# Warrning mit IAdaptable at public Object getAdapter(Class key)



## Nud3l (14. Sep 2009)

Ich habe eine Warrning wenn ich IAdaptable  benutze bei der Methode  

 public Object getAdapter(Class key) {       return null;     }

Ich soll den Typ von Classe angeben aber ich habe keine Ahnung was ich da ein geben soll. habe schon alles möglich probiert die warrning bekomme ich nicht raus...


----------



## SlaterB (14. Sep 2009)

und die Warnung selber willst du hier nicht hinschreiben?
geschickt

wahrscheinlich 'Usage of Raw Type',
alle generischen Klassen sollte man nicht ohne generischen Parameter verwenden, 
wenn man sich nicht festlegt, darf man Class<?> schreiben,

finde ich aber nicht gut, diese Warning habe ich bei mir bei Eclipse ausgeschaltet

--------

'Unused parameter' könnte auch bemängelt werden, das ist schon etwas schwieriger richtig einzustellen,
manchmal wäre man ja recht froh über so einen Hinweis


----------



## dzim (14. Sep 2009)

Das Problem kenn ich.
Class<?> darf man auch nicht machen, weil die komplette Plattform noch in java 1.4 geschreiben ist (glaub ich) also jedenfalls ohne Generics.
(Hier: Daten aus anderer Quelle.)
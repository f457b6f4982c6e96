//! Moderator control of the quiz session.
//!
//! Each action writes the session row first and then tells observers:
//! `question_switch` and `session_update` go to every connection,
//! `voting_end` only to the closed quiz's subscribers.

use std::sync::Arc;

use quizcast_db::{DbError, Store};
use quizcast_types::{
    QuestionSwitch, Quiz, QuizId, ServerMessage, Session, SessionStatus, SessionUpdate,
    SessionView, VotingEnd,
};

use crate::broadcaster::Broadcaster;
use crate::clock::Clock;
use crate::registry::Topic;

/// Why a session action was refused.
#[derive(Debug, thiserror::Error)]
pub enum SessionError {
    /// No session has been started yet.
    #[error("no active session")]
    NoActiveSession,

    /// The quiz does not exist.
    #[error("quiz {0} not found")]
    QuizNotFound(QuizId),

    /// The store failed or timed out.
    #[error(transparent)]
    Database(#[from] DbError),
}

impl SessionError {
    /// Stable error code for API responses.
    pub const fn code(&self) -> &'static str {
        match self {
            Self::NoActiveSession => "NO_ACTIVE_SESSION",
            Self::QuizNotFound(_) => "QUIZ_NOT_FOUND",
            Self::Database(_) => "DATABASE_ERROR",
        }
    }
}

/// Drives session transitions and announces them.
#[derive(Debug, Clone)]
pub struct SessionControl {
    store: Store,
    broadcaster: Arc<Broadcaster>,
    clock: Arc<dyn Clock>,
}

impl SessionControl {
    /// Create a session controller.
    pub fn new(store: Store, broadcaster: Arc<Broadcaster>, clock: Arc<dyn Clock>) -> Self {
        Self {
            store,
            broadcaster,
            clock,
        }
    }

    /// Start a new session on `quiz_id` with voting open.
    ///
    /// # Errors
    ///
    /// Returns [`SessionError::QuizNotFound`] for an unknown quiz.
    pub async fn start(&self, quiz_id: QuizId) -> Result<Session, SessionError> {
        let quiz = self.require_quiz(quiz_id).await?;
        let session = self.store.create_session(quiz_id).await?;
        tracing::info!(session_id = %session.id, %quiz_id, "Session started");

        self.announce_question(&quiz).await;
        self.announce_session(&session, Some(&quiz), SessionStatus::Started)
            .await;
        Ok(session)
    }

    /// Move the session to `quiz_id` and reopen voting.
    ///
    /// # Errors
    ///
    /// Returns [`SessionError::QuizNotFound`] for an unknown quiz or
    /// [`SessionError::NoActiveSession`] before the first start.
    pub async fn next(&self, quiz_id: QuizId) -> Result<Session, SessionError> {
        let quiz = self.require_quiz(quiz_id).await?;
        let session = self
            .store
            .switch_session_quiz(quiz_id)
            .await?
            .ok_or(SessionError::NoActiveSession)?;
        tracing::info!(session_id = %session.id, %quiz_id, "Question switched");

        self.announce_question(&quiz).await;
        self.announce_session(&session, Some(&quiz), SessionStatus::QuestionChanged)
            .await;
        Ok(session)
    }

    /// Open or close voting on the live quiz.
    ///
    /// # Errors
    ///
    /// Returns [`SessionError::NoActiveSession`] before the first start.
    pub async fn set_accepting(&self, accepting: bool) -> Result<Session, SessionError> {
        let session = self
            .store
            .set_accepting_answers(accepting)
            .await?
            .ok_or(SessionError::NoActiveSession)?;
        tracing::info!(session_id = %session.id, accepting, "Answer acceptance changed");

        if let Some(quiz_id) = session.current_quiz_id.filter(|_| !accepting) {
            let message = ServerMessage::VotingEnd(VotingEnd {
                quiz_id,
                question_id: quiz_id,
                ended_at: self.clock.now(),
            });
            self.broadcaster
                .broadcast(Topic::Quiz(quiz_id), &message)
                .await;
        }

        let quiz = self.current_quiz(&session).await;
        self.announce_session(&session, quiz.as_ref(), SessionStatus::AnswerAcceptanceToggled)
            .await;
        Ok(session)
    }

    /// Close the session.
    ///
    /// # Errors
    ///
    /// Returns [`SessionError::NoActiveSession`] before the first start.
    pub async fn end(&self) -> Result<Session, SessionError> {
        let session = self
            .store
            .end_session()
            .await?
            .ok_or(SessionError::NoActiveSession)?;
        tracing::info!(session_id = %session.id, "Session ended");

        self.announce_session(&session, None, SessionStatus::Ended)
            .await;
        Ok(session)
    }

    /// The public view of the current session. Without any session the
    /// view is empty rather than an error.
    ///
    /// # Errors
    ///
    /// Returns [`SessionError::Database`] on store failure.
    pub async fn status(&self) -> Result<SessionView, SessionError> {
        let total_participants = self.store.count_participants().await?;
        let Some(session) = self.store.get_session().await? else {
            return Ok(SessionView {
                session_id: None,
                current_quiz: None,
                is_accepting_answers: false,
                total_participants,
                answers_count: 0,
            });
        };

        let (current_quiz, answers_count) = match session.current_quiz_id {
            Some(quiz_id) => {
                let quiz = self.store.get_quiz(quiz_id).await?;
                let counts = self.store.count_answers_by_option(quiz_id).await?;
                (
                    quiz.as_ref().map(Quiz::to_public),
                    counts.values().fold(0_u32, |acc, n| acc.saturating_add(*n)),
                )
            }
            None => (None, 0),
        };

        Ok(SessionView {
            session_id: Some(session.id),
            current_quiz,
            is_accepting_answers: session.is_accepting_answers,
            total_participants,
            answers_count,
        })
    }

    async fn require_quiz(&self, quiz_id: QuizId) -> Result<Quiz, SessionError> {
        self.store
            .get_quiz(quiz_id)
            .await?
            .ok_or(SessionError::QuizNotFound(quiz_id))
    }

    async fn current_quiz(&self, session: &Session) -> Option<Quiz> {
        let quiz_id = session.current_quiz_id?;
        match self.store.get_quiz(quiz_id).await {
            Ok(quiz) => quiz,
            Err(e) => {
                tracing::warn!(%quiz_id, error = %e, "Failed to load live quiz for announcement");
                None
            }
        }
    }

    async fn announce_question(&self, quiz: &Quiz) {
        let position = match self.store.quiz_position(quiz.id).await {
            Ok(Some(position)) => position,
            Ok(None) => {
                tracing::warn!(quiz_id = %quiz.id, "Quiz vanished before question switch");
                return;
            }
            Err(e) => {
                tracing::warn!(quiz_id = %quiz.id, error = %e, "Failed to load quiz position");
                return;
            }
        };
        let message = ServerMessage::QuestionSwitch(QuestionSwitch {
            quiz_id: quiz.id,
            question_number: position.question_number,
            total_questions: position.total_questions,
            switched_at: self.clock.now(),
        });
        self.broadcaster.broadcast(Topic::All, &message).await;
    }

    async fn announce_session(
        &self,
        session: &Session,
        quiz: Option<&Quiz>,
        status: SessionStatus,
    ) {
        let message = ServerMessage::SessionUpdate(SessionUpdate {
            session_id: Some(session.id),
            current_quiz: quiz.map(Quiz::to_public),
            is_accepting_answers: session.is_accepting_answers,
            status,
            updated_at: self.clock.now(),
        });
        self.broadcaster.broadcast(Topic::All, &message).await;
    }
}

#[cfg(test)]
mod tests {
    #![allow(clippy::unwrap_used, clippy::indexing_slicing)]

    use quizcast_db::MemoryStore;
    use quizcast_types::AnswerOption;

    use super::*;
    use crate::clock::SystemClock;
    use crate::registry::{ConnectionHandle, ConnectionInbox, ConnectionRegistry, OutboundFrame};

    fn quiz(id: i64) -> Quiz {
        Quiz {
            id: QuizId(id),
            question_text: format!("Q{id}"),
            option_a: "a".into(),
            option_b: "b".into(),
            option_c: "c".into(),
            option_d: "d".into(),
            correct_answer: AnswerOption::A,
            image_url: None,
            video_url: None,
        }
    }

    async fn setup() -> (SessionControl, Arc<ConnectionRegistry>, Store) {
        let memory = MemoryStore::new();
        for id in [10, 20, 30] {
            memory.insert_quiz(quiz(id)).await;
        }
        let store = Store::memory(memory);
        let clock = Arc::new(SystemClock);
        let registry = Arc::new(ConnectionRegistry::new(8, clock.clone()));
        let broadcaster = Arc::new(Broadcaster::new(Arc::clone(&registry)));
        (
            SessionControl::new(store.clone(), broadcaster, clock),
            registry,
            store,
        )
    }

    async fn observer(registry: &ConnectionRegistry, quiz: Option<i64>) -> ConnectionInbox {
        let (handle, inbox) = ConnectionHandle::channel(16);
        let id = handle.id();
        registry.admit(handle).await.unwrap();
        registry.set_subscription(id, quiz.map(QuizId)).await;
        inbox
    }

    fn drain(inbox: &mut ConnectionInbox) -> Vec<serde_json::Value> {
        let mut out = Vec::new();
        while let Ok(OutboundFrame::Text(text)) = inbox.outbound.try_recv() {
            out.push(serde_json::from_str(&text).unwrap());
        }
        out
    }

    #[tokio::test]
    async fn start_announces_question_position_to_everyone() {
        let (control, registry, _) = setup().await;
        let mut idle = observer(&registry, None).await;

        control.start(QuizId(20)).await.unwrap();

        let frames = drain(&mut idle);
        assert_eq!(frames.len(), 2);
        assert_eq!(frames[0]["type"], "question_switch");
        assert_eq!(frames[0]["data"]["question_number"], 2);
        assert_eq!(frames[0]["data"]["total_questions"], 3);
        assert_eq!(frames[1]["type"], "session_update");
        assert_eq!(frames[1]["data"]["status"], "started");
        assert!(frames[1]["data"]["current_quiz"].get("correct_answer").is_none());
    }

    #[tokio::test]
    async fn closing_voting_notifies_quiz_subscribers() {
        let (control, registry, _) = setup().await;
        control.start(QuizId(10)).await.unwrap();
        let mut on_quiz = observer(&registry, Some(10)).await;
        let mut elsewhere = observer(&registry, Some(30)).await;

        let session = control.set_accepting(false).await.unwrap();
        assert!(!session.is_accepting_answers);

        let kinds: Vec<_> = drain(&mut on_quiz)
            .iter()
            .map(|f| f["type"].as_str().unwrap_or_default().to_owned())
            .collect();
        assert_eq!(kinds, vec!["voting_end", "session_update"]);
        let other: Vec<_> = drain(&mut elsewhere);
        assert_eq!(other.len(), 1);
        assert_eq!(other[0]["type"], "session_update");
    }

    #[tokio::test]
    async fn actions_before_start_fail() {
        let (control, _, _) = setup().await;
        assert_eq!(control.next(QuizId(10)).await.unwrap_err().code(), "NO_ACTIVE_SESSION");
        assert_eq!(control.set_accepting(true).await.unwrap_err().code(), "NO_ACTIVE_SESSION");
        assert_eq!(control.end().await.unwrap_err().code(), "NO_ACTIVE_SESSION");
        assert_eq!(control.start(QuizId(99)).await.unwrap_err().code(), "QUIZ_NOT_FOUND");
    }

    #[tokio::test]
    async fn status_reflects_the_live_quiz() {
        let (control, _, store) = setup().await;
        let empty = control.status().await.unwrap();
        assert!(empty.session_id.is_none());

        control.start(QuizId(10)).await.unwrap();
        let p = store.create_participant("ann").await.unwrap();
        store
            .upsert_answer(p.id, QuizId(10), AnswerOption::A, true)
            .await
            .unwrap();
        control.next(QuizId(30)).await.unwrap();

        let view = control.status().await.unwrap();
        assert_eq!(view.current_quiz.map(|q| q.id), Some(QuizId(30)));
        assert!(view.is_accepting_answers);
        assert_eq!(view.total_participants, 1);
        assert_eq!(view.answers_count, 0);

        control.end().await.unwrap();
        let ended = control.status().await.unwrap();
        assert!(ended.current_quiz.is_none());
        assert!(!ended.is_accepting_answers);
    }
}
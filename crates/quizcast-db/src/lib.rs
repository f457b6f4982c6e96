//! Data layer for the Quizcast live-polling engine.
//!
//! `PostgreSQL` is the single source of truth for quizzes, participants,
//! sessions and answers. Nothing derived from it (tallies, rankings) is
//! cached; every read goes back to the tables.
//!
//! # Architecture
//!
//! ```text
//! SubmissionCoordinator / SessionControl / handlers
//!     |
//!     +-- Store (query timeout on every call)
//!         |-- PgStore      (PostgresPool, ON CONFLICT upsert)
//!         +-- MemoryStore  (tests and database-less demos)
//! ```
//!
//! # Modules
//!
//! - [`postgres`] -- `PostgreSQL` connection pool and configuration
//! - [`store`] -- The backend-independent [`Store`] facade
//! - [`pg_store`] -- `PostgreSQL` queries
//! - [`memory`] -- In-memory backend with identical semantics
//! - [`error`] -- Shared error types

pub mod error;
pub mod memory;
pub mod pg_store;
pub mod postgres;
pub mod store;

// Re-export primary types for convenience.
pub use error::DbError;
pub use memory::MemoryStore;
pub use pg_store::PgStore;
pub use postgres::{PostgresConfig, PostgresPool};
pub use store::{DEFAULT_QUERY_TIMEOUT, QuizPosition, Store, UpsertOutcome};
//! Topic fan-out of server messages.
//!
//! A broadcast serializes the message once, snapshots the matching
//! connections from the registry and queues the shared frame on each
//! connection's bounded outbound queue. Queuing never blocks: a full
//! queue drops the frame for that one connection and a closed queue is
//! skipped. Removing dead connections is left to the connection task and
//! the liveness monitor.

use std::sync::Arc;

use quizcast_types::ServerMessage;
use tokio::sync::mpsc::error::TrySendError;

use crate::registry::{ConnectionRegistry, OutboundFrame, Topic};

/// Outcome of one broadcast.
#[derive(Debug, Clone, Copy, Default, PartialEq, Eq)]
pub struct BroadcastReport {
    /// Connections matching the topic at snapshot time.
    pub matched: usize,
    /// Connections the frame was queued for.
    pub queued: usize,
    /// Connections that did not get the frame (queue full or closed).
    pub dropped: usize,
}

/// Sends server messages to the connections of a topic.
#[derive(Debug, Clone)]
pub struct Broadcaster {
    registry: Arc<ConnectionRegistry>,
}

impl Broadcaster {
    /// Create a broadcaster over `registry`.
    pub const fn new(registry: Arc<ConnectionRegistry>) -> Self {
        Self { registry }
    }

    /// The registry this broadcaster reads from.
    pub const fn registry(&self) -> &Arc<ConnectionRegistry> {
        &self.registry
    }

    /// Queue `message` for every connection matching `topic`.
    ///
    /// Delivery failures are logged and counted, never returned.
    pub async fn broadcast(&self, topic: Topic, message: &ServerMessage) -> BroadcastReport {
        let kind = message.kind();
        let text: Arc<str> = match message.to_json() {
            Ok(json) => Arc::from(json),
            Err(e) => {
                tracing::warn!(%topic, %kind, error = %e, "Failed to serialize broadcast");
                return BroadcastReport::default();
            }
        };

        let targets = self.registry.snapshot(topic).await;
        let mut report = BroadcastReport {
            matched: targets.len(),
            ..BroadcastReport::default()
        };

        for handle in &targets {
            match handle.try_send(OutboundFrame::Text(Arc::clone(&text))) {
                Ok(()) => report.queued = report.queued.saturating_add(1),
                Err(TrySendError::Full(_)) => {
                    report.dropped = report.dropped.saturating_add(1);
                    tracing::warn!(
                        connection_id = %handle.id(),
                        %kind,
                        "Outbound queue full, dropping message"
                    );
                }
                Err(TrySendError::Closed(_)) => {
                    report.dropped = report.dropped.saturating_add(1);
                    tracing::debug!(
                        connection_id = %handle.id(),
                        %kind,
                        "Connection closed before broadcast"
                    );
                }
            }
        }

        tracing::debug!(
            %topic,
            %kind,
            matched = report.matched,
            queued = report.queued,
            dropped = report.dropped,
            "Broadcast sent"
        );
        report
    }
}
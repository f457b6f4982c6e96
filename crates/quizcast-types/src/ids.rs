//! Type-safe identifier wrappers.
//!
//! Every persisted entity carries a strongly-typed ID so that a quiz id
//! can never be passed where a participant id is expected. Persisted IDs
//! wrap the `BIGSERIAL` keys assigned by `PostgreSQL`; live WebSocket
//! connections, which are never persisted, are identified by UUID v7.

use serde::{Deserialize, Serialize};
use ts_rs::TS;
use uuid::Uuid;

/// Generates a newtype wrapper around an `i64` database key.
macro_rules! define_row_id {
    (
        $(#[$meta:meta])*
        $name:ident
    ) => {
        $(#[$meta])*
        #[derive(Debug, Clone, Copy, PartialEq, Eq, PartialOrd, Ord, Hash, Serialize, Deserialize, TS)]
        #[ts(export, export_to = "bindings/", type = "number")]
        pub struct $name(pub i64);

        impl $name {
            /// Return the inner `i64` key.
            pub const fn into_inner(self) -> i64 {
                self.0
            }

            /// Whether the key is in the range `PostgreSQL` sequences produce.
            pub const fn is_valid(self) -> bool {
                self.0 > 0
            }
        }

        impl core::fmt::Display for $name {
            fn fmt(&self, f: &mut core::fmt::Formatter<'_>) -> core::fmt::Result {
                write!(f, "{}", self.0)
            }
        }

        impl From<i64> for $name {
            fn from(id: i64) -> Self {
                Self(id)
            }
        }

        impl From<$name> for i64 {
            fn from(id: $name) -> Self {
                id.0
            }
        }
    };
}

define_row_id! {
    /// Identifier of a quiz (one question with four options).
    QuizId
}

define_row_id! {
    /// Identifier of a registered participant.
    ParticipantId
}

define_row_id! {
    /// Identifier of a stored answer row.
    AnswerId
}

define_row_id! {
    /// Identifier of a quiz session row.
    SessionId
}

/// Identifier of a live observer connection.
///
/// Generated when the WebSocket upgrade completes and discarded when the
/// connection leaves the registry.
#[derive(Debug, Clone, Copy, PartialEq, Eq, PartialOrd, Ord, Hash, Serialize, Deserialize)]
pub struct ConnectionId(pub Uuid);

impl ConnectionId {
    /// Create a new identifier using UUID v7 (time-ordered).
    pub fn new() -> Self {
        Self(Uuid::now_v7())
    }

    /// Return the inner [`Uuid`] value.
    pub const fn into_inner(self) -> Uuid {
        self.0
    }
}

impl Default for ConnectionId {
    fn default() -> Self {
        Self::new()
    }
}

impl core::fmt::Display for ConnectionId {
    fn fmt(&self, f: &mut core::fmt::Formatter<'_>) -> core::fmt::Result {
        write!(f, "{}", self.0)
    }
}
Ich hatte irgendwann keinen Bock mehr darauf und hab mir dann die @SuppressWarnings("unchecked")-Annotation hinzugefügt...
Ist unsauber, aber da es nun mal von der Platform kommt, kann man da wohl nichts weiter machen, oder?


----------



## Koringar (14. Sep 2009)

Hi,
es kommt ganz drauf an was du dir geben lassen willst. Probier es mal mit der Klasse die wieder haben willst (mit dieser Methode) und ein .class dran.


----------



## SlaterB (14. Sep 2009)

hmm stimmt, wenn die Methode so vorgegeben ist, darf man sie wohl nicht verändern,
dann SuppressWarnings oder wie gesagt diese Fehlermeldung generell ausschalten/ ignorieren


----------



## Nud3l (14. Sep 2009)

ok habe jetzt  @SuppressWarnings("unchecked") da rein geschrieben und fertig


----------



## DamienX (14. Sep 2009)

Optional kannst du in Eclipse auch die Compiler Kompatiblität auf Java 1.4 runtersetzen.
Damit kannst du dann auch sicher gehen dass dein Code unter Java 1.4 VMs läuft und die Raw Type
Warnungen werden ebenfalls nicht mehr ausgegeben weils in 1.4 noch keine Generics gab.

Meiner Meinung nach sinnvoller als die Warnungen zu unterdrücken.

Rechtsklick auf Projekt -> Properties -> Java Compiler -> einstellen -> glücklich sein!

Mfg Alex


----------